Airbnb has left marks on the hotel mark industry, so it will be interesting to see how quickly they will be willing to forget.

Google-Hotel Travelopoly?

More than 90% of all internet searches take place through their Google, with some 60% of travelers beginning their trip-planning on the said search engine. When it comes to travel, Google is directly involved in a couple of ways: through keyword search ads and with its own travel service, which advertises deals from hotels as well as from OTAs.

With Google Ads, anyone who’s into online marketing will know that this is where Google sells keywords through an auction process, where advertisers bid on certain terms. Much to the dismay of hoteliers (and the delight of Google), OTA’s plow huge amounts of their revenue into this type of online ad spending – because they can. It is thought that Expedia Inc and its rival online travel giant The Priceline Group exceeded a combined spend of $10.5+ billion on marketing over the course of 2017. With ad spend like this it means they have dominated over suppliers because of their larger inventory and larger scale campaigns which drive critical mass. Even in branded search (searches that include a hotel name), OTAs also have had a very prominent position – well, until now that is.

The market has become saturated and additional dollars have become less effective. So much so, OTA’s are beginning to question whether their allocated online ad spend is misguided. CEO Mark Okerstrom has spoken of, “multiple layers of competition where, if you take ourselves [Expedia] versus Booking.com, … they’ve got Kayak and we’ve got Trivago. We’re bidding in Kayak versus them. They’re bidding in Trivago versus them. And then Trivago is bidding in Google versus both of us. And TripAdvisor — we’re all in TripAdvisor, they’re bidding [against all of us as well]. It’s everyone bidding against everyone.”

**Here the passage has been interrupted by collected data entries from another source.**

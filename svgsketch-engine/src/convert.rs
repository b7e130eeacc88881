//! 曲线图元到草图几何的转换。

use glam::DVec3;
use svgsketch_core::curve::{BSplineCurve, CircleCurve, CurveError, LineSegment};
use svgsketch_core::document::SketchEntry;
use svgsketch_core::geometry::{Placement, Point3};
use svgsketch_core::shape::Shape;
use svgsketch_io::VectorDocument;
use thiserror::Error;
use tracing::debug;

use crate::classify::{CurvePrimitive, classify};
use crate::run_log::RunLog;

pub const DEFAULT_DISCRETIZE_SEGMENTS: usize = 20;

/// 样条的转换方式，取决于目标草图能否承载原始样条。
#[derive(Debug, Clone, Copy, PartialEq, Eq, Default)]
pub enum SplineStrategy {
    /// 变换控制点，其余参数原样保留。
    #[default]
    Reconstruct,
    /// 按参数均匀采样 `segments + 1` 个点并以直线连接。
    Discretize { segments: usize },
}

#[derive(Debug, Clone, Copy, PartialEq, Eq, Default)]
pub struct ConversionOptions {
    pub spline_strategy: SplineStrategy,
    /// 是否让圆的法向随位姿旋转。
    pub rotate_circle_axis: bool,
}

#[derive(Debug, Error, PartialEq)]
pub enum ConversionError {
    #[error("unsupported curve type {type_name}")]
    Unsupported { type_name: &'static str },
    #[error("invalid spline: {0}")]
    InvalidSpline(#[from] CurveError),
}

/// 单个对象的转换结果。
#[derive(Debug, Clone, Default, PartialEq)]
pub struct ConvertedShape {
    pub entries: Vec<SketchEntry>,
    /// 成功转换的源边数量。
    pub edge_count: usize,
}

/// 坐标转换：先加上翻转偏移 `(0, H, 0)`，再施加位姿。
#[derive(Debug, Clone)]
pub struct GeometryConverter {
    offset: DVec3,
    placement: Placement,
    options: ConversionOptions,
}

impl GeometryConverter {
    pub fn new(drawing: &VectorDocument, placement: Placement, options: ConversionOptions) -> Self {
        Self {
            offset: DVec3::new(0.0, drawing.height, 0.0),
            placement,
            options,
        }
    }

    #[inline]
    pub fn offset(&self) -> DVec3 {
        self.offset
    }

    #[inline]
    pub fn map_point(&self, point: Point3) -> Point3 {
        self.placement.transform_point(Point3(point.0 + self.offset))
    }

    pub fn convert(&self, primitive: &CurvePrimitive) -> Result<Vec<SketchEntry>, ConversionError> {
        match primitive {
            CurvePrimitive::Line { p0, p1 } => Ok(vec![SketchEntry::LineSegment(
                LineSegment::new(self.map_point(*p0), self.map_point(*p1)),
            )]),
            CurvePrimitive::Circle {
                center,
                axis,
                radius,
            } => {
                let axis = if self.options.rotate_circle_axis {
                    self.placement.transform_vector(*axis)
                } else {
                    *axis
                };
                Ok(vec![SketchEntry::Circle(CircleCurve::new(
                    self.map_point(*center),
                    axis,
                    *radius,
                ))])
            }
            CurvePrimitive::BSpline {
                poles,
                multiplicities,
                knots,
                periodic,
                degree,
                weights,
            } => {
                let spline = BSplineCurve::new(
                    poles.clone(),
                    weights.clone(),
                    knots.clone(),
                    multiplicities.clone(),
                    *degree,
                    *periodic,
                )?;
                match self.options.spline_strategy {
                    SplineStrategy::Reconstruct => Ok(vec![SketchEntry::BSpline(
                        spline.map_poles(|pole| self.map_point(pole)),
                    )]),
                    SplineStrategy::Discretize { segments } => {
                        let points: Vec<Point3> = spline
                            .sample(segments)
                            .into_iter()
                            .map(|point| self.map_point(point))
                            .collect();
                        Ok(points
                            .windows(2)
                            .map(|pair| {
                                SketchEntry::LineSegment(LineSegment::new(pair[0], pair[1]))
                            })
                            .collect())
                    }
                }
            }
            CurvePrimitive::Unsupported { type_name } => {
                Err(ConversionError::Unsupported {
                    type_name: *type_name,
                })
            }
        }
    }

    /// 转换一个形状的全部边。无法转换的边记录后跳过，不计入边数。
    pub fn convert_shape(&self, shape: &Shape, log: &mut RunLog) -> ConvertedShape {
        let mut converted = ConvertedShape::default();
        for (index, edge) in shape.edges().enumerate() {
            let primitive = classify(edge);
            match self.convert(&primitive) {
                Ok(entries) => {
                    converted.entries.extend(entries);
                    converted.edge_count += 1;
                }
                Err(err) => {
                    debug!(edge = index, error = %err, "跳过边");
                    log.status(format!("  Skipping edge {index}: {err}"));
                }
            }
        }
        converted
    }
}

#[cfg(test)]
mod tests {
    use glam::DQuat;
    use svgsketch_core::curve::{Curve, EllipseCurve};
    use svgsketch_core::geometry::Vector3;
    use svgsketch_io::Unit;

    use super::*;
    use crate::pose::Pose;

    fn drawing(height: f64) -> VectorDocument {
        VectorDocument {
            width: 100.0,
            height,
            unit: Unit::Millimeter,
            view_box: None,
        }
    }

    fn converter(options: ConversionOptions) -> GeometryConverter {
        GeometryConverter::new(&drawing(50.0), Placement::IDENTITY, options)
    }

    fn sample_spline() -> BSplineCurve {
        BSplineCurve::new(
            vec![
                Point3::new(0.0, -40.0, 0.0),
                Point3::new(10.0, -20.0, 0.0),
                Point3::new(20.0, -45.0, 0.0),
                Point3::new(30.0, -10.0, 0.0),
                Point3::new(40.0, -30.0, 0.0),
            ],
            None,
            vec![0.0, 1.0, 2.0],
            vec![4, 1, 4],
            3,
            false,
        )
        .expect("spline")
    }

    #[test]
    fn offset_is_applied_with_identity_pose() {
        let converter = converter(ConversionOptions::default());
        let mapped = converter.map_point(Point3::new(3.0, -7.0, 2.0));
        assert_eq!(mapped, Point3::new(3.0, 43.0, 2.0));
    }

    #[test]
    fn pose_is_applied_after_offset() {
        let placement = Placement::new(
            DVec3::new(100.0, 0.0, 0.0),
            DQuat::from_rotation_z(std::f64::consts::FRAC_PI_2),
        );
        let converter =
            GeometryConverter::new(&drawing(10.0), placement, ConversionOptions::default());
        let mapped = converter.map_point(Point3::new(1.0, -10.0, 0.0));
        assert!(mapped.distance(Point3::new(100.0, 1.0, 0.0)) < 1e-12);
    }

    #[test]
    fn circle_axis_rotation_is_optional() {
        let placement =
            Placement::new(DVec3::ZERO, DQuat::from_rotation_x(std::f64::consts::FRAC_PI_2));
        let circle = CurvePrimitive::Circle {
            center: Point3::ORIGIN,
            axis: Vector3::Z,
            radius: 3.0,
        };

        let kept = GeometryConverter::new(&drawing(0.0), placement, ConversionOptions::default())
            .convert(&circle)
            .expect("circle");
        match &kept[0] {
            SketchEntry::Circle(c) => {
                assert_eq!(c.axis, Vector3::Z);
                assert_eq!(c.radius, 3.0);
            }
            other => panic!("unexpected entry {other:?}"),
        }

        let rotated = GeometryConverter::new(
            &drawing(0.0),
            placement,
            ConversionOptions {
                rotate_circle_axis: true,
                ..ConversionOptions::default()
            },
        )
        .convert(&circle)
        .expect("circle");
        match &rotated[0] {
            SketchEntry::Circle(c) => assert!((c.axis.y() + 1.0).abs() < 1e-12),
            other => panic!("unexpected entry {other:?}"),
        }
    }

    #[test]
    fn reconstructed_spline_matches_original_samples() {
        let spline = sample_spline();
        let converter = converter(ConversionOptions::default());
        let primitive = classify(&Curve::BSpline(spline.clone()).into());
        let entries = converter.convert(&primitive).expect("convert");
        assert_eq!(entries.len(), 1);
        let rebuilt = match &entries[0] {
            SketchEntry::BSpline(rebuilt) => rebuilt,
            other => panic!("unexpected entry {other:?}"),
        };
        assert_eq!(rebuilt.knots, spline.knots);
        assert_eq!(rebuilt.multiplicities, spline.multiplicities);

        for (original, rebuilt) in spline.sample(32).into_iter().zip(rebuilt.sample(32)) {
            assert!(converter.map_point(original).distance(rebuilt) < 1e-6);
        }
    }

    #[test]
    fn reconstructed_rational_arc_follows_the_pose() {
        let placement = Pose::parse("1,2,3", "0.2,0.3,0.4,0.8")
            .expect("pose")
            .placement();
        let converter =
            GeometryConverter::new(&drawing(50.0), placement, ConversionOptions::default());
        let arc = BSplineCurve::conic_arc(
            Point3::new(10.0, -20.0, 0.0),
            Vector3::new(6.0, 0.0, 0.0),
            Vector3::new(0.0, 4.0, 0.0),
            0.3,
            4.0,
        )
        .expect("arc");
        assert!(arc.is_rational());

        let primitive = classify(&Curve::BSpline(arc.clone()).into());
        let entries = converter.convert(&primitive).expect("convert");
        let rebuilt = match &entries[0] {
            SketchEntry::BSpline(rebuilt) => rebuilt,
            other => panic!("unexpected entry {other:?}"),
        };
        assert_eq!(rebuilt.weights, arc.weights);

        for (original, rebuilt) in arc.sample(48).into_iter().zip(rebuilt.sample(48)) {
            assert!(converter.map_point(original).distance(rebuilt) < 1e-6);
        }
    }

    #[test]
    fn discretized_spline_emits_chained_segments() {
        let converter = converter(ConversionOptions {
            spline_strategy: SplineStrategy::Discretize {
                segments: DEFAULT_DISCRETIZE_SEGMENTS,
            },
            rotate_circle_axis: false,
        });
        let spline = sample_spline();
        let primitive = classify(&Curve::BSpline(spline.clone()).into());
        let entries = converter.convert(&primitive).expect("convert");
        assert_eq!(entries.len(), DEFAULT_DISCRETIZE_SEGMENTS);

        let lines: Vec<&LineSegment> = entries
            .iter()
            .map(|entry| match entry {
                SketchEntry::LineSegment(line) => line,
                other => panic!("unexpected entry {other:?}"),
            })
            .collect();
        for pair in lines.windows(2) {
            assert_eq!(pair[0].end, pair[1].start);
        }
        assert!(lines[0].start.distance(converter.map_point(spline.start_point())) < 1e-9);
        assert!(
            lines[lines.len() - 1]
                .end
                .distance(converter.map_point(spline.end_point()))
                < 1e-9
        );
    }

    #[test]
    fn entry_count_excludes_unsupported_edges() {
        let mut shape = Shape::default();
        shape.push(Curve::Line(LineSegment::new(
            Point3::ORIGIN,
            Point3::new(1.0, 0.0, 0.0),
        )));
        shape.push(Curve::Ellipse(EllipseCurve {
            center: Point3::ORIGIN,
            axis: Vector3::Z,
            major_direction: Vector3::new(1.0, 0.0, 0.0),
            major_radius: 2.0,
            minor_radius: 1.0,
        }));
        shape.push(Curve::Circle(CircleCurve::new(Point3::ORIGIN, Vector3::Z, 1.0)));
        shape.push(Curve::BSpline(sample_spline()));

        let mut log = RunLog::in_memory();
        let converted = converter(ConversionOptions::default()).convert_shape(&shape, &mut log);
        assert_eq!(converted.edge_count, 3);
        assert_eq!(converted.entries.len(), shape.edges.len() - 1);
        assert!(log.contains("Ellipse"));
    }
}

Not only that but in an attempt to combat the OTA dominance and regain some control over their online inventory, hotels have inserted terms in their global agreements with large OTAs that prohibit the agencies from bidding on keyword ads that include their brands or trademarks. As these agreements aren’t necessarily binding on small OTAs, after receiving complaints from hotels, Google began to pressure small OTAs to submit to hotel demands. A spokesperson for Google says the company doesn’t restrict keyword ad bids, but according to the Wall Street Journal, Google applies rules in a way that restricts trademarks in their hotel ad titles and URLs.